100 years ago
3 August 1923
Traders at Cranbourne
To the Editor
Sir – Can any sane person wonder at the deadness of Cranbourne? Fancy any town with an ounce of progress in it tolerating a weekly bleeding as this poor half-dead town suffers! To Cranbourne come each week a host of traders. They are of no value to the town, nor do they care an iota for its welfare. They take away among them some hundreds of the district’s ready cash, while the local shopkeepers have the doubtful honor of “strapping up” for the few things the” patriotic” locals forgot to get at the market. Can’t the Cranbourne public see that this market is a dead loss to the town, as they patronise these outsiders! Shouldn’t a man who lives in the town, take an interest in it? I certainly think it is time a Progress Association was formed in Cranbourne and one of the first duties of such an Association would be to move every nerve to have this “weekly cheap-jack market” abolished.
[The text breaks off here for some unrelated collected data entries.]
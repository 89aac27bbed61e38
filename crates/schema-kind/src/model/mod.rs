//! Data model for schema kinds.
//!
//! This module contains the core types:
//! - Kinds (the closed catalog of value shapes)
//! - Values (dynamically typed inputs to validation)

pub mod kind;
pub mod value;

pub use kind::{describe, Kind};
pub use value::{infer_kind, NativeType, Value};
Yours, Cranbourne Townsman
50 years ago
21 August 1973
Mall plan ‘is no use’
Springvale’s City Engineer Mr Roy Boyd does not favour a pedestrian mall for the Noble Park shopping centre in Douglas Street. Construction of a mall would result in the loss of 84 car parking spaces. Noble Park could not afford to lose this number of car parking spaces. People would be forced to shop elsewhere. Mr Boyd said “creating a mall would of course eliminate traffic but it would be of no use if it also eliminated shoppers. I am doubtful that Douglas Street is the right spot for a pedestrian mall.”
20 years ago
25 August 2003
Memories flood in by Marg Stork
Romance, entertainment and culture, the Dandenong Town Hall has had it all. The romance came from those I spoke with who had attended the dances there over many decades, the entertainment from events such as bingo, and the culture from the fact that it has been home to the Greater Dandenong Festival of Music and Art for Youth for more than 50 years. From the stockmen’s ball to the home of the Red Cross mobile blood bank unit for many years, the hall has been at the centre of Dandenong life. If anyone has a long association with the hall it is Jim Reid, 81, of Ronald Street “Most of my vivid memories of the Dandenong Town Hall was when the Dandenong and District Cricket Association ran the popular Wednesday night dance in the town hall. I recall the ‘biggest Wednesday night dance ever -there were 1103 dancing and because of the crush, the committee decided to close the front doors. Then they realized it was not legal to close up for health reasons, and immediately opened up the front doors -where upon another 100 swept in.”
5 years ago
27 August 2018
Outcry over velodrome
The daughter of Noble Park sports legend Maurice Kiby has spoken out against draft plans to demolish a velodrome named in his honour. Gayle George told Star News the family was not consulted by Greater Dandenong Council, which had proposed to remove the Parkfield Reserve cycling track for a shared cycling path, soccer fields and cricket nets. Her larger-than-life father Mr Kirby ran a cycling shop in Noble Park, was a sports caller and set up the enormously popular Pedals Club for hundreds of children in the 1950’s.